==== EXERCISE INPUT ====

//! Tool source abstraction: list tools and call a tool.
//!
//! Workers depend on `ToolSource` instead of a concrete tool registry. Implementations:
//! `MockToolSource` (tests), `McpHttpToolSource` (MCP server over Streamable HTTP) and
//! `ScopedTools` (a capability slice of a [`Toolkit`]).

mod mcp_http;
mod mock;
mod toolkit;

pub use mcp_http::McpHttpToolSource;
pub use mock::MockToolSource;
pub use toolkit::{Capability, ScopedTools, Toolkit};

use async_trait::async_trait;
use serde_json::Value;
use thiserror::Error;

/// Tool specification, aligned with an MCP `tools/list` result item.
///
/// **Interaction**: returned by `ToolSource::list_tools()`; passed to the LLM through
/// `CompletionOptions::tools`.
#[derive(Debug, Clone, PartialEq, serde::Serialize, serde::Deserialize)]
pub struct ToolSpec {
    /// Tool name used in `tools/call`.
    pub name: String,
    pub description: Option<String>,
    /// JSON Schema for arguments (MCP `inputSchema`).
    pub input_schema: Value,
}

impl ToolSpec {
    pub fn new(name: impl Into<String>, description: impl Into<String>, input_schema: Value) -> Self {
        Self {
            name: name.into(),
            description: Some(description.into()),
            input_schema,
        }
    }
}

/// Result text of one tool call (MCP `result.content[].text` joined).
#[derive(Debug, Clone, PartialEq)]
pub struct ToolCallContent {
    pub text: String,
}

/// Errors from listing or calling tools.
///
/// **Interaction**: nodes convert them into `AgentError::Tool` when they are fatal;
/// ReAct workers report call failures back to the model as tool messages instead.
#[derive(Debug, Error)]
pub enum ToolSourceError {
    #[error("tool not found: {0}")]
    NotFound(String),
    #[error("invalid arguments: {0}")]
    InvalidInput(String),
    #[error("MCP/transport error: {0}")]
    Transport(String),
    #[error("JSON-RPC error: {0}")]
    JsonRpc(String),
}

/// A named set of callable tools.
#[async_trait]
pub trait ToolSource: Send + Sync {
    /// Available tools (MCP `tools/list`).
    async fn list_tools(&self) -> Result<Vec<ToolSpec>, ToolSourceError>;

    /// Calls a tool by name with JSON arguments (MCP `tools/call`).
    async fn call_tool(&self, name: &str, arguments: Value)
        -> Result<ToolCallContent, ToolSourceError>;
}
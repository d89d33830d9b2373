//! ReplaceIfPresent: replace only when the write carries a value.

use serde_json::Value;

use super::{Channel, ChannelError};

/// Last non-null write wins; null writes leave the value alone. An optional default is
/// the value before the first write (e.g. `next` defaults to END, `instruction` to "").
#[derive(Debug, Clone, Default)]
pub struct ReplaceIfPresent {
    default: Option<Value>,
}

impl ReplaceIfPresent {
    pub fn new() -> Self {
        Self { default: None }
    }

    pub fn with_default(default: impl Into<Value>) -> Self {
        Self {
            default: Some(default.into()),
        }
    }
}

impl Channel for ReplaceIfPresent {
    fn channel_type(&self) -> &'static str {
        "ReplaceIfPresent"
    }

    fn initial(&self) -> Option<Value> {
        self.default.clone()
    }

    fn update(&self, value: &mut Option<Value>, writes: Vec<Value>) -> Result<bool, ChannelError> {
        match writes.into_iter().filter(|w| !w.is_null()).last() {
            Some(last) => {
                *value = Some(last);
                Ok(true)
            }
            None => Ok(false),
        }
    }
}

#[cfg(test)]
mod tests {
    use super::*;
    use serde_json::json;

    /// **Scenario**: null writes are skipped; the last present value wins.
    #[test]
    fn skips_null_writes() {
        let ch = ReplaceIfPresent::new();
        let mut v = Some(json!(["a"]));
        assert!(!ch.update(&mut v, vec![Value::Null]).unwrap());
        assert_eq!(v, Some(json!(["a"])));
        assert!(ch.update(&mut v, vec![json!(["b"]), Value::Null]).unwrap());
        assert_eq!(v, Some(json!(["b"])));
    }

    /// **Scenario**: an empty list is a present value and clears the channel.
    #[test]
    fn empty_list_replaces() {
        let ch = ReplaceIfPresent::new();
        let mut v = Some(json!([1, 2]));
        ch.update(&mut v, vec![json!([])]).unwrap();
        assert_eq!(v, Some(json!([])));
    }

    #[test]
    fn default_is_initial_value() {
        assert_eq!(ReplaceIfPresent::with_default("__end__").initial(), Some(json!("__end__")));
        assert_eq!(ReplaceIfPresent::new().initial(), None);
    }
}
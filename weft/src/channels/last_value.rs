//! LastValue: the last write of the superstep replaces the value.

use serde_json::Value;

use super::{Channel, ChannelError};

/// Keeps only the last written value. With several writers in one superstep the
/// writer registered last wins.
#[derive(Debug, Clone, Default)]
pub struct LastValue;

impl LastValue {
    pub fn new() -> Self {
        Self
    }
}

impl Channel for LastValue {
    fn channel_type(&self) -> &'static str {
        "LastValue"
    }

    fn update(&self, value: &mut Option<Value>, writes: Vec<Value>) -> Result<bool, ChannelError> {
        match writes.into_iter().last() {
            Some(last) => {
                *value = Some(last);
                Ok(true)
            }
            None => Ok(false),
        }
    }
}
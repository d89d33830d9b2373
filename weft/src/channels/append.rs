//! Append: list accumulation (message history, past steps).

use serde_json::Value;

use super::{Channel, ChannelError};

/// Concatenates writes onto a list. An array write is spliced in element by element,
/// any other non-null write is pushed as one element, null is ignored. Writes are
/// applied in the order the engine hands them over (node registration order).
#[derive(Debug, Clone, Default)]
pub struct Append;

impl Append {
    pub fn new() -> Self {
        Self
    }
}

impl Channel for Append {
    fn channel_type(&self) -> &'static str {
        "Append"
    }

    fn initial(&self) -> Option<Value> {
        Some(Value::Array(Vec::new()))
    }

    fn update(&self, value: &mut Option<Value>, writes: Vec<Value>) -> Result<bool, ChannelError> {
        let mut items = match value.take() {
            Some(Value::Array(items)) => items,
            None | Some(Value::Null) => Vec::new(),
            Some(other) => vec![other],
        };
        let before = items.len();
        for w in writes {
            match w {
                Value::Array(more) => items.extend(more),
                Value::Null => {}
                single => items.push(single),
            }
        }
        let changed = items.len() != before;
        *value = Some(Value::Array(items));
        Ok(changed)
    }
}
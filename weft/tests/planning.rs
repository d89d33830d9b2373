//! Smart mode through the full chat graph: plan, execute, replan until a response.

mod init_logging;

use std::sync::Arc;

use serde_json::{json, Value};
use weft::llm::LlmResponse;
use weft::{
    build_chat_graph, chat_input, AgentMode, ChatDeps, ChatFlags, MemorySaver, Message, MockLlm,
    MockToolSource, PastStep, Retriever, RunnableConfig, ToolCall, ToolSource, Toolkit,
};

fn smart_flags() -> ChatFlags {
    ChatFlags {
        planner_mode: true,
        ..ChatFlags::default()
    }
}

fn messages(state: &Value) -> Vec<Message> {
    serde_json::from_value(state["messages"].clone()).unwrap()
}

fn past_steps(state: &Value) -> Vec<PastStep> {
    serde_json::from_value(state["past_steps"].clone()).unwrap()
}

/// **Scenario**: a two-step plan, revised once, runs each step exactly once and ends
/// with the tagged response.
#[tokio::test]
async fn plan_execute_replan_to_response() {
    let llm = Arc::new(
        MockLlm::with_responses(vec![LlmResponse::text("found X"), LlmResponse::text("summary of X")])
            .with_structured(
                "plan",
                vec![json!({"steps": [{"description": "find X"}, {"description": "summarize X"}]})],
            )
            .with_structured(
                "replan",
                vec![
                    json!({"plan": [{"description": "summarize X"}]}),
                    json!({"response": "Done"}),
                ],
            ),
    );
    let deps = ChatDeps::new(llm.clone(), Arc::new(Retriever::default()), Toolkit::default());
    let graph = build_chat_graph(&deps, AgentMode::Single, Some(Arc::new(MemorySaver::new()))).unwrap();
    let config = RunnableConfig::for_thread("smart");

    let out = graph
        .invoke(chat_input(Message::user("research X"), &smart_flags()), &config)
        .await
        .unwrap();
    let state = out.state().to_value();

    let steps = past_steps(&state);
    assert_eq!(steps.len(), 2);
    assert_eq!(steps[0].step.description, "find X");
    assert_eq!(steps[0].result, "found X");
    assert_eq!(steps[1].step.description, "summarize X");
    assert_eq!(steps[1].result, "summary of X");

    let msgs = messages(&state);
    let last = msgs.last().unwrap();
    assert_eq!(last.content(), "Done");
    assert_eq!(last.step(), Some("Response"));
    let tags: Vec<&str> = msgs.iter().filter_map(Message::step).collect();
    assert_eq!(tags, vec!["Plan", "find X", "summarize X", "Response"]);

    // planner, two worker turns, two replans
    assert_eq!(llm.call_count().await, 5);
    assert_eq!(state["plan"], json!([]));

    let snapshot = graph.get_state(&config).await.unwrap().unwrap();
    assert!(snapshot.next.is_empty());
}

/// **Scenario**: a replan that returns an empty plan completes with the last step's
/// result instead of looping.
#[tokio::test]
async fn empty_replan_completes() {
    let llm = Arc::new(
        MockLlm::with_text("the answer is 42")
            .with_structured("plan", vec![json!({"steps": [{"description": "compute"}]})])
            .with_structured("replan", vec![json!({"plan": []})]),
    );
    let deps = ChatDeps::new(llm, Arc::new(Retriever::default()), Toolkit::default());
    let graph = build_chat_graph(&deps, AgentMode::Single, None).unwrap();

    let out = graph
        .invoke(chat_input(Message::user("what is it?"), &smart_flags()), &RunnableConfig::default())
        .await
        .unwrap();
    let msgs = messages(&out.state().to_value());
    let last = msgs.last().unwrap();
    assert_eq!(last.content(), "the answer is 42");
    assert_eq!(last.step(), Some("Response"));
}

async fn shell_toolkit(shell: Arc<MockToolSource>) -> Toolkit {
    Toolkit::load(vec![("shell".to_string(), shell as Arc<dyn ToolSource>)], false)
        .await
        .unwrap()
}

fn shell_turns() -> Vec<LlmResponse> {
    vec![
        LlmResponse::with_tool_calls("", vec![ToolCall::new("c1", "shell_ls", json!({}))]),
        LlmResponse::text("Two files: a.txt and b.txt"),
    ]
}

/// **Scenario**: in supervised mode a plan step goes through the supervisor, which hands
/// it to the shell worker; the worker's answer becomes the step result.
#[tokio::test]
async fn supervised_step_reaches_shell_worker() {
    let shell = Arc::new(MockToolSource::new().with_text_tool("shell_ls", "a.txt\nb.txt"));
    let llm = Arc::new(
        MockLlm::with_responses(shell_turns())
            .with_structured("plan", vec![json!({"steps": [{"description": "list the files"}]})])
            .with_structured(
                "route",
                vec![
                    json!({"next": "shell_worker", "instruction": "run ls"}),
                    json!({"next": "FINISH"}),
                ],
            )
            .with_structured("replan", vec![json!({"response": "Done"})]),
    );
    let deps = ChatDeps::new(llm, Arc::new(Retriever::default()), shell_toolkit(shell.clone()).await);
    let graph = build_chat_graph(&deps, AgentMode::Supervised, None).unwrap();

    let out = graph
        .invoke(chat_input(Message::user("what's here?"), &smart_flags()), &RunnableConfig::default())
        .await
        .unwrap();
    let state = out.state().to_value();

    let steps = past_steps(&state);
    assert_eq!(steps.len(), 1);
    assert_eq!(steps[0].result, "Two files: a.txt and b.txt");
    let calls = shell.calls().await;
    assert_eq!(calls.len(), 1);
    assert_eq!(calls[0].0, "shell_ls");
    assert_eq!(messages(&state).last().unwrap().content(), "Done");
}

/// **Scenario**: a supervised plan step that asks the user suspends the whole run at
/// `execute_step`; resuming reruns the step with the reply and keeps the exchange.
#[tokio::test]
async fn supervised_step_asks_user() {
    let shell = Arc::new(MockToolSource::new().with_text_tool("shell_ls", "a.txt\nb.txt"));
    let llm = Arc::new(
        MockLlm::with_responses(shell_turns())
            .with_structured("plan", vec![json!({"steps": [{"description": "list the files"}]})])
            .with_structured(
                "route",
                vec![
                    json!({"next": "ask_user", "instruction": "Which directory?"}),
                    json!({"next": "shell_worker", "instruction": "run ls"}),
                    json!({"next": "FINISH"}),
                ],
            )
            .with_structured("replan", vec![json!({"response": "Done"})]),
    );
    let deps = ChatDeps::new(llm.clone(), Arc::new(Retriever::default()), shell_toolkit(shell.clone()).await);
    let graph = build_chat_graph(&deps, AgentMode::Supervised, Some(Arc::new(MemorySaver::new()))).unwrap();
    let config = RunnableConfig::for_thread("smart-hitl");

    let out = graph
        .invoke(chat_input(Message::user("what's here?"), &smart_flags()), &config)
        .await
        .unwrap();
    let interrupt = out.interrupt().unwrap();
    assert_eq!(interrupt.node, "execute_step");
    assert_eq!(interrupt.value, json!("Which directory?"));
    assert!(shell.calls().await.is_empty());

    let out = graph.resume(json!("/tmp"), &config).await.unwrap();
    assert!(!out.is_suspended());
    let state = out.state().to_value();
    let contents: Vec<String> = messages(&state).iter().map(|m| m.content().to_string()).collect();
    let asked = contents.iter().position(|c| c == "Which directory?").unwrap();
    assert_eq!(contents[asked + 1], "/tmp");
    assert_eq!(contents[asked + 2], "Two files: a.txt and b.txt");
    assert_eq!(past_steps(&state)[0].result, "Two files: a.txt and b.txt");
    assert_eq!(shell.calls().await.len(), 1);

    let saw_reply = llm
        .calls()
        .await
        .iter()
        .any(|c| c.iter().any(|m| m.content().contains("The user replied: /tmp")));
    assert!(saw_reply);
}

====

WORK INSTRUCTIONS: Counting only lines with the word "snapshot" in them, say how many there are in the entries above, with no other words.

RESULT: 2